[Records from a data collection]
━━━
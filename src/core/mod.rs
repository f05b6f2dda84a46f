//! Core engine types: tiles, symbols, RNG, configuration, errors.
//!
//! These are the fundamental building blocks shared by the deck builder
//! and the matching engine. Hosts configure policy via `EngineConfig`
//! rather than globals.

pub mod config;
pub mod error;
pub mod rng;
pub mod tile;

pub use config::{EngineConfig, DEFAULT_HIDE_DELAY};
pub use error::GameError;
pub use rng::GameRng;
pub use tile::{Symbol, Tile, TileId, TileState};
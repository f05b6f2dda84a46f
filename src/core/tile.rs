//! Tile identities, symbols, and runtime tile state.
//!
//! Every tile in a deck has a `TileId` (its position in the deck, stable
//! for the life of the game) and a `Symbol` (an opaque pairing key).
//! Exactly two tiles per game share a given symbol.
//!
//! The engine doesn't interpret symbols - the host maps them to images.

use serde::{Deserialize, Serialize};

/// Unique identifier for a tile within one game.
///
/// A tile's id equals its position in the deck, so ids are stable and
/// dense: `0..tile_count`.
#[derive(Clone, Copy, Debug, PartialEq, Eq, Hash, Serialize, Deserialize)]
pub struct TileId(pub u32);

impl TileId {
    /// Create a new tile ID.
    #[must_use]
    pub const fn new(id: u32) -> Self {
        Self(id)
    }

    /// Get the raw ID value.
    #[must_use]
    pub const fn raw(self) -> u32 {
        self.0
    }
}

impl From<u32> for TileId {
    fn from(id: u32) -> Self {
        Self(id)
    }
}

impl std::fmt::Display for TileId {
    fn fmt(&self, f: &mut std::fmt::Formatter<'_>) -> std::fmt::Result {
        write!(f, "Tile({})", self.0)
    }
}

/// Opaque pairing key. The host assigns meaning (an image, a glyph).
///
/// Exactly two tiles per game carry the same symbol.
#[derive(Clone, Copy, Debug, PartialEq, Eq, Hash, Serialize, Deserialize)]
pub struct Symbol(pub u32);

impl Symbol {
    /// Create a new symbol.
    #[must_use]
    pub const fn new(id: u32) -> Self {
        Self(id)
    }

    /// Get the raw value.
    #[must_use]
    pub const fn raw(self) -> u32 {
        self.0
    }
}

impl std::fmt::Display for Symbol {
    fn fmt(&self, f: &mut std::fmt::Formatter<'_>) -> std::fmt::Result {
        write!(f, "Symbol({})", self.0)
    }
}

/// Visibility state of a single tile.
///
/// Transitions: `Hidden -> Revealed` on selection, `Revealed -> Matched`
/// on a confirmed pair, `Revealed -> Hidden` when a mismatch hide fires.
/// `Matched` is terminal.
#[derive(Clone, Copy, Debug, Default, PartialEq, Eq, Hash, Serialize, Deserialize)]
pub enum TileState {
    /// Face down; selectable.
    #[default]
    Hidden,
    /// Face up, awaiting match resolution.
    Revealed,
    /// Permanently face up; never re-enters selection.
    Matched,
}

/// One tile in a deck.
#[derive(Clone, Copy, Debug, PartialEq, Eq, Hash, Serialize, Deserialize)]
pub struct Tile {
    /// Stable identity (position in the deck).
    pub id: TileId,

    /// Pairing key shared with exactly one other tile.
    pub symbol: Symbol,

    /// Current visibility state.
    pub state: TileState,
}

impl Tile {
    /// Create a fresh face-down tile.
    #[must_use]
    pub const fn new(id: TileId, symbol: Symbol) -> Self {
        Self {
            id,
            symbol,
            state: TileState::Hidden,
        }
    }

    /// Is this tile face down?
    #[must_use]
    pub fn is_hidden(&self) -> bool {
        self.state == TileState::Hidden
    }

    /// Is this tile face up but unresolved?
    #[must_use]
    pub fn is_revealed(&self) -> bool {
        self.state == TileState::Revealed
    }

    /// Has this tile been matched?
    #[must_use]
    pub fn is_matched(&self) -> bool {
        self.state == TileState::Matched
    }
}
//! Deterministic random number generation.
//!
//! The deck builder needs two randomness operations: sampling a subset of
//! symbols without replacement, and shuffling the combined deck. Both go
//! through `GameRng` so a fixed seed reproduces the exact same deck, which
//! keeps every test deterministic.

use rand::{Rng, SeedableRng};
use rand_chacha::ChaCha8Rng;

/// Deterministic RNG for deck construction.
///
/// Uses ChaCha8 for speed while maintaining cryptographic quality
/// randomness. Same seed produces identical sequences.
#[derive(Clone, Debug)]
pub struct GameRng {
    inner: ChaCha8Rng,
    seed: u64,
}

impl GameRng {
    /// Create a new RNG with the given seed.
    #[must_use]
    pub fn new(seed: u64) -> Self {
        Self {
            inner: ChaCha8Rng::seed_from_u64(seed),
            seed,
        }
    }

    /// Get the seed this RNG was created with.
    #[must_use]
    pub fn seed(&self) -> u64 {
        self.seed
    }

    /// Generate a random usize in the given range.
    pub fn gen_range_usize(&mut self, range: std::ops::Range<usize>) -> usize {
        self.inner.gen_range(range)
    }

    /// Shuffle a slice in place (uniform Fisher-Yates).
    pub fn shuffle<T>(&mut self, slice: &mut [T]) {
        use rand::seq::SliceRandom;
        slice.shuffle(&mut self.inner);
    }

    /// Sample `amount` distinct indices from `0..len` without replacement.
    ///
    /// Uniform over all subsets of size `amount`. Panics if `amount > len`;
    /// callers validate against the pool size first.
    #[must_use]
    pub fn sample_indices(&mut self, len: usize, amount: usize) -> Vec<usize> {
        rand::seq::index::sample(&mut self.inner, len, amount).into_vec()
    }
}
//! Lifecycle notifications emitted by the engine.
//!
//! The engine never holds a reference to the host. It pushes `GameEvent`
//! values into an internal FIFO queue and the host drains them after each
//! command or tick - delivered in order, at most once per event.

use std::time::Duration;

use serde::{Deserialize, Serialize};

use crate::core::TileId;

/// A state-change notification for the host to render.
#[derive(Clone, Debug, PartialEq, Eq, Serialize, Deserialize)]
pub enum GameEvent {
    /// A new game began; the host should render the grid and start its
    /// elapsed-time display tick.
    GameStarted,

    /// The named tiles flipped face up.
    TilesRevealed(Vec<TileId>),

    /// The named tiles flipped back face down (mismatch resolved).
    TilesHidden(Vec<TileId>),

    /// All pairs matched. Carries the final elapsed time; the host stops
    /// polling and transitions to its results view.
    GameEnded {
        /// Raw duration; render with [`format_elapsed`] if desired.
        elapsed: Duration,
    },
}

/// Render a duration as `MM:SS.cc` (minutes, seconds, centiseconds).
///
/// Display helper for hosts; the engine itself only reports raw durations.
#[must_use]
pub fn format_elapsed(elapsed: Duration) -> String {
    let total_centis = elapsed.as_millis() / 10;
    let minutes = total_centis / 6000;
    let seconds = (total_centis / 100) % 60;
    let centis = total_centis % 100;
    format!("{minutes:02}:{seconds:02}.{centis:02}")
}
━━━
TASK DIRECTIONS → Filtering the entries above by the word "seconds", copy each line that matches.

ANSWER FOR THIS EXERCISE →
/// Render a duration as `MM:SS.cc` (minutes, seconds, centiseconds).
    let seconds = (total_centis / 100) % 60;
    format!("{minutes:02}:{seconds:02}.{centis:02}")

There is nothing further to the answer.